Los Angeles Fair Employment & Housing Act (FEHA) Lawyer
Experienced Los Angeles Employment Lawyers Working for You
The California Fair Employment and Housing Act prohibits employment discrimination on the basis of the following protected characteristics: Race, religious creed, color, national origin, ancestry, physical disability, mental disability, medical condition, marital status, sex, age, and sexual orientation. Unlawful discrimination can take different forms, such as refusing to hire or employ a person; barring or discharging a person from employment; or discriminating against a person in compensation or in the terms, conditions, or privileges of employment.
With regards to disability discrimination in particular, an employer has a duty to provide a reasonable accommodation for an applicant or employee with a known mental or physical disability. Furthermore, an employer also has a duty to engage in a good faith interactive process with a disabled employee in order to determine effective reasonable accommodations.
The FEHA also prohibits other types of unlawful employment practices based on an employee’s protected characteristic(s). For example, the FEHA makes it unlawful for an employer (or any other person) to harass applicants or employees because they possess one or more of the protected characteristics. Moreover, the FEHA requires employers to take all reasonable steps necessary to prevent discrimination and harassment from occurring. Additionally, the FEHA prohibits retaliation. Thus, employers may not discharge, expel, or otherwise discriminate against individuals because they opposed practices that violate the FEHA, filed a complaint, or testified, assisted, or participated in any manner in proceedings or hearings under the FEHA.

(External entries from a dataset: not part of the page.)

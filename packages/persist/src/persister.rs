//! Writing and deleting persisted bodies.

use std::fs;
use std::io::{self, Write};
use std::path::{Path, PathBuf};

use bodystore_types::{PersistSpec, Request};

use crate::config::DeleteFailurePolicy;
use crate::error::{IoOp, PersistError};
use crate::store::FileBodyStore;

/// What a successful [`FileBodyStore::persist`] call did.
#[derive(Debug, Clone, PartialEq, Eq)]
pub enum Persisted {
    /// The route has no name, or its name substituted to nothing.
    Skipped,
    Written { path: PathBuf, bytes: usize },
    Deleted { path: PathBuf },
    /// Delete requested but there was no file.
    AlreadyAbsent { path: PathBuf },
    /// Removal failed and the configured policy ignores that. The file may
    /// still be there.
    DeleteIgnored { path: PathBuf },
}

impl FileBodyStore {
    /// Write `body` to the file `spec` names, or remove it when `spec.delete`
    /// is set.
    pub fn persist(
        &self,
        spec: &PersistSpec,
        request: &Request,
        body: &[u8],
    ) -> Result<Persisted, PersistError> {
        if !spec.is_enabled() {
            return Ok(Persisted::Skipped);
        }

        let resolved = self.resolver().resolve(&spec.name, request)?;
        if resolved.is_empty() {
            log::debug!("Name {:?} resolved to nothing, skipping", spec.name);
            return Ok(Persisted::Skipped);
        }

        if spec.delete {
            self.delete_file(resolved.path)
        } else {
            self.write_file(resolved.path, body)
        }
    }

    fn delete_file(&self, path: PathBuf) -> Result<Persisted, PersistError> {
        log::debug!("Deleting {}...", path.display());

        match fs::remove_file(&path) {
            Ok(()) => Ok(Persisted::Deleted { path }),
            Err(err) if err.kind() == io::ErrorKind::NotFound => {
                Ok(Persisted::AlreadyAbsent { path })
            }
            Err(source) => match self.config().on_delete_failure {
                DeleteFailurePolicy::Report => Err(PersistError::DeleteFailure { path, source }),
                DeleteFailurePolicy::Ignore => {
                    log::warn!("Ignoring failed delete of {}: {}", path.display(), source);
                    Ok(Persisted::DeleteIgnored { path })
                }
            },
        }
    }

    fn write_file(&self, path: PathBuf, body: &[u8]) -> Result<Persisted, PersistError> {
        if let Some(dir) = path.parent() {
            create_dirs(dir, self.config().dir_mode)
                .map_err(|source| PersistError::io(IoOp::CreateDir, &path, source))?;
        }

        log::debug!("Writing {}...", path.display());
        write_truncating(&path, body, self.config().file_mode)
            .map_err(|source| PersistError::io(IoOp::Write, &path, source))?;

        Ok(Persisted::Written {
            path,
            bytes: body.len(),
        })
    }
}

/// `mkdir -p` with an explicit mode for every created directory.
pub(crate) fn create_dirs(dir: &Path, mode: u32) -> io::Result<()> {
    let mut builder = fs::DirBuilder::new();
    builder.recursive(true);
    #[cfg(unix)]
    {
        use std::os::unix::fs::DirBuilderExt;
        builder.mode(mode);
    }
    #[cfg(not(unix))]
    let _ = mode;
    builder.create(dir)
}

fn write_truncating(path: &Path, body: &[u8], mode: u32) -> io::Result<()> {
    let mut options = fs::OpenOptions::new();
    options.write(true).create(true).truncate(true);
    #[cfg(unix)]
    {
        use std::os::unix::fs::OpenOptionsExt;
        options.mode(mode);
    }
    #[cfg(not(unix))]
    let _ = mode;

    let mut f = options.open(path)?;
    f.write_all(body)?;
    f.flush()
}

#[cfg(test)]
mod tests {
    use super::*;
    use crate::config::PersistConfig;
    use crate::template::mock::MockTemplater;
    use crate::template::Verbatim;

    struct TestStore {
        // Keeps the sandbox alive until the store is dropped.
        _dir: tempfile::TempDir,
        store: FileBodyStore,
    }

    impl TestStore {
        fn new() -> TestStore {
            Self::with_config(|config| config)
        }

        fn with_config(f: impl FnOnce(PersistConfig) -> PersistConfig) -> TestStore {
            let dir = tempfile::tempdir().unwrap();
            let config = f(PersistConfig::new(dir.path().join("bodies")));
            TestStore {
                _dir: dir,
                store: FileBodyStore::new(config, Verbatim).unwrap(),
            }
        }

        fn path(&self, name: &str) -> PathBuf {
            self.store.root().join(name)
        }
    }

    #[test]
    fn empty_name_is_skipped() {
        let t = TestStore::new();
        let outcome = t
            .store
            .persist(&PersistSpec::default(), &Request::get("/"), b"body")
            .unwrap();
        assert_eq!(outcome, Persisted::Skipped);
        assert_eq!(fs::read_dir(t.store.root()).unwrap().count(), 0);
    }

    #[test]
    fn name_substituting_to_nothing_is_skipped() {
        let dir = tempfile::tempdir().unwrap();
        let store = FileBodyStore::new(
            PersistConfig::new(dir.path()),
            MockTemplater::new().with_var("missing", ""),
        )
        .unwrap();

        let outcome = store
            .persist(&PersistSpec::named("{{missing}}"), &Request::get("/"), b"x")
            .unwrap();
        assert_eq!(outcome, Persisted::Skipped);
    }

    #[test]
    fn writes_body_creating_parents() {
        let t = TestStore::new();
        let outcome = t
            .store
            .persist(&PersistSpec::named("a/b/c.json"), &Request::get("/"), b"{\"ok\":true}")
            .unwrap();

        let path = t.path("a/b/c.json");
        assert_eq!(outcome, Persisted::Written { path: path.clone(), bytes: 11 });
        assert_eq!(fs::read(&path).unwrap(), b"{\"ok\":true}");
    }

    #[test]
    fn overwrite_truncates() {
        let t = TestStore::new();
        let spec = PersistSpec::named("note.txt");
        t.store.persist(&spec, &Request::get("/"), b"a much longer body").unwrap();
        t.store.persist(&spec, &Request::get("/"), b"short").unwrap();

        assert_eq!(fs::read(t.path("note.txt")).unwrap(), b"short");
    }

    #[test]
    fn delete_removes_existing_file() {
        let t = TestStore::new();
        fs::write(t.path("gone.txt"), "bye").unwrap();

        let outcome = t
            .store
            .persist(&PersistSpec::deleting("gone.txt"), &Request::get("/"), b"")
            .unwrap();
        assert_eq!(outcome, Persisted::Deleted { path: t.path("gone.txt") });
        assert!(!t.path("gone.txt").exists());
    }

    #[test]
    fn delete_of_missing_file_is_not_an_error() {
        let t = TestStore::new();
        let outcome = t
            .store
            .persist(&PersistSpec::deleting("never.txt"), &Request::get("/"), b"")
            .unwrap();
        assert_eq!(outcome, Persisted::AlreadyAbsent { path: t.path("never.txt") });
    }

    #[test]
    fn delete_failure_is_reported_by_default() {
        let t = TestStore::new();
        fs::create_dir(t.path("dir")).unwrap();

        let err = t
            .store
            .persist(&PersistSpec::deleting("dir"), &Request::get("/"), b"")
            .unwrap_err();
        assert!(matches!(err, PersistError::DeleteFailure { .. }));
    }

    #[test]
    fn delete_failure_can_be_ignored() {
        let t = TestStore::with_config(|c| {
            c.with_delete_failure_policy(DeleteFailurePolicy::Ignore)
        });
        fs::create_dir(t.path("dir")).unwrap();

        let outcome = t
            .store
            .persist(&PersistSpec::deleting("dir"), &Request::get("/"), b"")
            .unwrap();
        assert_eq!(outcome, Persisted::DeleteIgnored { path: t.path("dir") });
        assert!(t.path("dir").is_dir());
    }

    #[test]
    fn blocked_parent_stops_before_write() {
        let t = TestStore::new();
        // A file where a directory is needed.
        fs::write(t.path("blocker"), "file").unwrap();

        let err = t
            .store
            .persist(&PersistSpec::named("blocker/child.txt"), &Request::get("/"), b"x")
            .unwrap_err();
        assert!(matches!(err, PersistError::Io { op: IoOp::CreateDir, .. }));
        assert_eq!(fs::read_to_string(t.path("blocker")).unwrap(), "file");
    }

    #[test]
    fn write_onto_directory_fails() {
        let t = TestStore::new();
        fs::create_dir(t.path("taken")).unwrap();

        let err = t
            .store
            .persist(&PersistSpec::named("taken"), &Request::get("/"), b"x")
            .unwrap_err();
        assert!(matches!(err, PersistError::Io { op: IoOp::Write, .. }));
        assert!(t.path("taken").is_dir());
    }

    #[test]
    fn traversal_never_writes() {
        let t = TestStore::new();
        let err = t
            .store
            .persist(&PersistSpec::named("../escaped.txt"), &Request::get("/"), b"x")
            .unwrap_err();
        assert!(err.is_sandbox_violation());
        assert!(!t._dir.path().join("escaped.txt").exists());
    }

    #[cfg(unix)]
    #[test]
    fn applies_distinct_modes() {
        use std::os::unix::fs::PermissionsExt;

        let t = TestStore::with_config(|c| c.with_dir_mode(0o750).with_file_mode(0o640));
        t.store
            .persist(&PersistSpec::named("sub/file.txt"), &Request::get("/"), b"x")
            .unwrap();

        let dir_mode = fs::metadata(t.path("sub")).unwrap().permissions().mode() & 0o777;
        let file_mode = fs::metadata(t.path("sub/file.txt")).unwrap().permissions().mode() & 0o777;
        // umask may only clear bits.
        assert_eq!(dir_mode & !0o750, 0);
        assert_eq!(file_mode & !0o640, 0);
        assert_eq!(dir_mode & 0o100, 0o100);
    }
}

Contact a Los Angeles FEHA attorney to protect your rights! Call us today at (877) 871-3265 or contact us online to schedule your free consultation.
Leaves of Absence
The California Family Rights Act (CFRA) is part of the FEHA, and provides for the following types of leaves of absence: 1) for the birth of an employee’s child; 2) to care for a child, spouse, or parent with a serious health condition; or 3) to care for the employee’s own serious health condition. Certain factors determine whether or not an employee is covered by the CFRA, including the size of the employer and the employee’s duration of employment.
A health condition is considered serious if the condition causes the employee to be unable to work at all or unable to perform one or more of the essential functions of his or her position. The CFRA entitles eligible employees to up to 12 workweeks of leave in a 12-month period. If the employee qualifies for a CFRA leave, then the employee has certain reinstatement rights regarding the return to his or her position. Furthermore, employers may not interfere with the exercise of an employee’s leave rights, or discriminate or retaliate against employees who exercise their leave rights.
The California pregnancy disability leave law (PDLL), which is a part of the FEHA, also provides for leaves of absence. Under the PDLL, an employee may be entitled to up to 4 months of leave for disability due to an employee’s pregnancy, childbirth, or related medical condition. As with the CFRA, an employee returning from a pregnancy disability leave has reinstatement rights to the same position or to a comparable position. A pregnant employee may also have the right to transfer to a different position for the duration of her pregnancy. It is unlawful for an employer to fail to provide an employee with a pregnancy disability leave. Furthermore, an employer may not refuse to promote, discharge, discriminate against or retaliate against any person for exercising the right to take a pregnancy disability leave or transfer, or for giving information or testimony in connection with any investigation or inquiry into an alleged violation of the pregnancy disability leave law.
Damages Under the FEHA
The remedies for violation of the FEHA may include one or more of the following: Backpay; reinstatement or front pay; injunctive relief; attorney’s fees and costs; compensatory damages for pain and suffering; and punitive damages (where a private employer acts with malice or reckless indifference to an individual’s rights). The same types of damages are available for violations of the FEHA, the CFRA, and the PDLL.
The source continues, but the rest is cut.